How would you track if someone opened your plain text email?

It will probably help to read our short discussion on tracking ‘opens’ in emails before reading this article.

Use Links For Tracking Opens In Plain Text Emails

Non-HTML (or “plain text”) emails can not have the tracking images that are normally used to track opens in HTML emails. There is simply no way to embed an image in a plain text email, because you can’t use the “img” tag (which is the HTML tag used to embed images) inside a plain text email . But, you can actually track “opens” from a plain-text email as well – although the user does have to click on a link in the email. This is exactly what some mass email senders do – they just track who clicks on the links inside plain text emails, and they then count those as ‘opens’. There is an obvious disadvantage here: if a plain text email is opened by a recipient, but he/she does not click on any of the links in that email then that will not be counted as an open because of the fact that you are just keeping track of who clicks on the links in the emails.

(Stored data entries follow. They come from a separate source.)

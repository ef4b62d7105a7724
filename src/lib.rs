//! # Cloud Session Protocol for Embedded Systems
//!
//! `nimbus-session` is a `no_std` compatible client-side session protocol for
//! constrained devices that keep a durable logical connection to a cloud
//! service, synchronize named typed properties in both directions, and
//! coordinate over-the-air firmware updates.
//!
//! ## Core Features
//!
//! - **`no_std` & `no_alloc`:** Designed to run on bare-metal
//!   microcontrollers without a standard library or dynamic memory
//!   allocation. Buffers are managed using `heapless`.
//! - **Tick-driven:** One external driver calls [`CloudSession::update`] at
//!   its own cadence; no component ever blocks on I/O. Suspension is
//!   implicit — a state re-enters itself until a backoff expires or a
//!   message arrives.
//! - **Layered state machines:** Session, device-attach, property-sync and
//!   OTA coordination are independent machines composed over one message
//!   bus, each with its own retry cadence.
//! - **Collaborator seams:** The MQTT-like transport, the binary codec, the
//!   time source and the board's firmware storage are traits supplied by
//!   the embedding application, keeping the protocol core portable and
//!   fully testable on the host.
//!
//! ## Architecture
//!
//! ```ignore
//! let config = SessionConfig::new("my-device-id")?;
//! let mut session: CloudSession<_, _, _, _, 16> =
//!     CloudSession::new(config, transport, codec, time, ota_platform);
//!
//! session.begin();
//! session
//!     .properties_mut()
//!     .add("temperature", PropertyValue::Float(0.0), Permission::Read)
//!     .map(|p| p.set_publish_on_change(0.5, Duration::from_secs(1)));
//!
//! loop {
//!     session.update();
//!     // ... application work, then yield until the next tick ...
//! }
//! ```
//!
//! Messages produced by the sub-processes flow upward through the
//! [`MessageBus`] to be wire-encoded and transmitted; inbound messages are
//! decoded and routed down to the process owning that message kind, which
//! consumes them on its next tick.

#![no_std]
pub mod backoff;
pub mod bus;
pub mod codec;
pub mod config;
pub mod error;
pub mod message;
pub mod process;
pub mod property;
pub mod session;
pub mod time;
pub mod transport;

// Re-export key types for easier access at the crate root.
pub use backoff::Backoff;
pub use bus::MessageBus;
pub use codec::{Codec, PropertyUpdate};
pub use config::SessionConfig;
pub use error::{CloudError, CodecError, ConfigError};
pub use message::{Command, CommandId, DeviceId, ThingId};
pub use process::device::DeviceProcess;
pub use process::ota::{
    BootOutcome, FetchStatus, OtaContext, OtaCoordinator, OtaError, OtaPlatform, OtaState,
};
pub use process::thing::ThingProcess;
pub use process::{CloudProcess, channel};
pub use property::{Permission, Property, PropertyContainer, PropertyValue, PublishPolicy};
pub use session::{CloudSession, SessionEvent};
pub use time::TimeSource;
pub use transport::{CloudTransport, InboundMessage};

The details of how to track opens in plain text emails?

So, how would you actually track who clicks on the links in a plain text email? This actually involves a bit of modification of the links that are embedded in the email itself. When we say modification, we just mean that the actual URL is changed to first go through a server that logs the ‘open’, and maintains a count of the number of opens it has seen. Then the URL should redirect from the server to the actual original intended destination. If you are confused by this, an example should help clarify what exactly we mean.




Suppose you have a plain text email that contains links to two different pages in the email body – www.somesite.com?somepage=12 and, www.somesite.com?somepage=89. The first step to be able to track clicks on these links is to modify both of the links so the URL’s actually go through a script on your server – so those links become www.somesite.yourserver.com?somepage=12 and www.somesite.yourserver.com?somepage=89 (this is of course just an example, and you can modify the links however you please). Then, each time someone clicks on the links in the email, the script will log that click on the link – presumably in some sort of persistent storage on the server. Finally, the script on your server will automatically redirect those links back to the original destinations of www.somesite.com?somepage=12 and www.somesite.com?somepage=89. What do we mean when we say a script? Well, any simple server side script can do this pretty simple job – whether the script is written in PHP or Perl – if you’re not technical, you will need someone who is technical to do this for you.

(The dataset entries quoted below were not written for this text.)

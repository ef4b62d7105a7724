//! # Session Configuration
//!
//! Static configuration supplied once before the session starts, plus the
//! retry cadences used by the state machines.
//!
//! The three cadences encode three different failure classes:
//!
//! - **Reconnection** (broker unreachable): aggressive doubling, low cap.
//! - **Subscribe** (no answer on the command topic): doubling from a few
//!   seconds, because the broker session is up and the cloud is just slow.
//! - **Attach** (the cloud answered but without a usable thing id): a much
//!   more patient doubling cadence, because no amount of fast retrying
//!   produces a thing that was never configured.

use embassy_time::Duration;

use crate::error::ConfigError;
use crate::message::{DeviceId, LIB_VERSION_CAPACITY};

/// Broker reconnection cadence: 2s -> 4s -> 8s -> 16s -> 32s -> 32s ...
pub const RECONNECTION_RETRY_DELAY: Duration = Duration::from_secs(1);
pub const MAX_RECONNECTION_RETRY_DELAY: Duration = Duration::from_secs(32);

/// Command-topic subscribe cadence: 4s -> 8s -> 16s -> 32s -> 32s ...
pub const SUBSCRIBE_RETRY_DELAY: Duration = Duration::from_secs(2);
pub const MAX_SUBSCRIBE_RETRY_DELAY: Duration = Duration::from_secs(32);

/// Thing-attach cadence: 80s -> 160s -> 320s -> 640s -> 1280s -> 1280s ...
pub const ATTACH_RETRY_DELAY: Duration = Duration::from_secs(40);
pub const MAX_ATTACH_RETRY_DELAY: Duration = Duration::from_secs(1280);

/// Fixed cadence for shadow (last-values) requests.
pub const LAST_VALUES_RETRY_DELAY: Duration = Duration::from_secs(30);

/// Retries before the device process forces a teardown.
pub const MAX_SUBSCRIBE_RETRY_COUNT: u32 = 10;
/// Retries before an attach attempt forces a teardown.
pub const MAX_ATTACH_RETRY_COUNT: u32 = 10;
/// Shadow requests before the thing process forces a teardown.
pub const MAX_LAST_VALUES_RETRY_COUNT: u32 = 10;

/// Size of the transmit and retransmit buffers.
pub const TX_BUFFER_CAPACITY: usize = 256;

/// Maximum length of the broker host name.
pub const BROKER_HOST_CAPACITY: usize = 64;

/// Default broker endpoint.
pub const DEFAULT_BROKER_HOST: &str = "mqtts.iot.example.com";
pub const DEFAULT_BROKER_PORT: u16 = 8883;

/// Version string announced in the capability message.
pub const LIB_VERSION: &str = "0.2.0";

/// Static session parameters, built once by the embedding application.
#[derive(Debug, Clone)]
pub struct SessionConfig {
    pub broker_host: heapless::String<BROKER_HOST_CAPACITY>,
    pub broker_port: u16,
    pub device_id: DeviceId,
    pub lib_version: heapless::String<LIB_VERSION_CAPACITY>,
    /// Whether a pending firmware update waits for explicit approval.
    pub ota_approval_required: bool,
}

impl SessionConfig {
    /// Builds a configuration for the default broker endpoint.
    pub fn new(device_id: &str) -> Result<Self, ConfigError> {
        Self::with_broker(device_id, DEFAULT_BROKER_HOST, DEFAULT_BROKER_PORT)
    }

    /// Builds a configuration for a specific broker endpoint.
    pub fn with_broker(device_id: &str, host: &str, port: u16) -> Result<Self, ConfigError> {
        Ok(Self {
            broker_host: heapless::String::try_from(host).map_err(|_| ConfigError::ValueTooLong)?,
            broker_port: port,
            device_id: DeviceId::try_from(device_id).map_err(|_| ConfigError::ValueTooLong)?,
            lib_version: heapless::String::try_from(LIB_VERSION)
                .map_err(|_| ConfigError::ValueTooLong)?,
            ota_approval_required: false,
        })
    }

    /// Requires explicit approval before a firmware update starts.
    pub fn require_ota_approval(mut self) -> Self {
        self.ota_approval_required = true;
        self
    }
}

Note that to someone who is reading the email, this whole process will be invisible – the only thing they may notice is the fact that the URL’s are slightly different. And, the details of how to implement this can definitely vary – but the general concept that links are modified to go through a server first, and then go back to the original intended destination is pretty much the same for most people who are trying to track opens in a plain text email.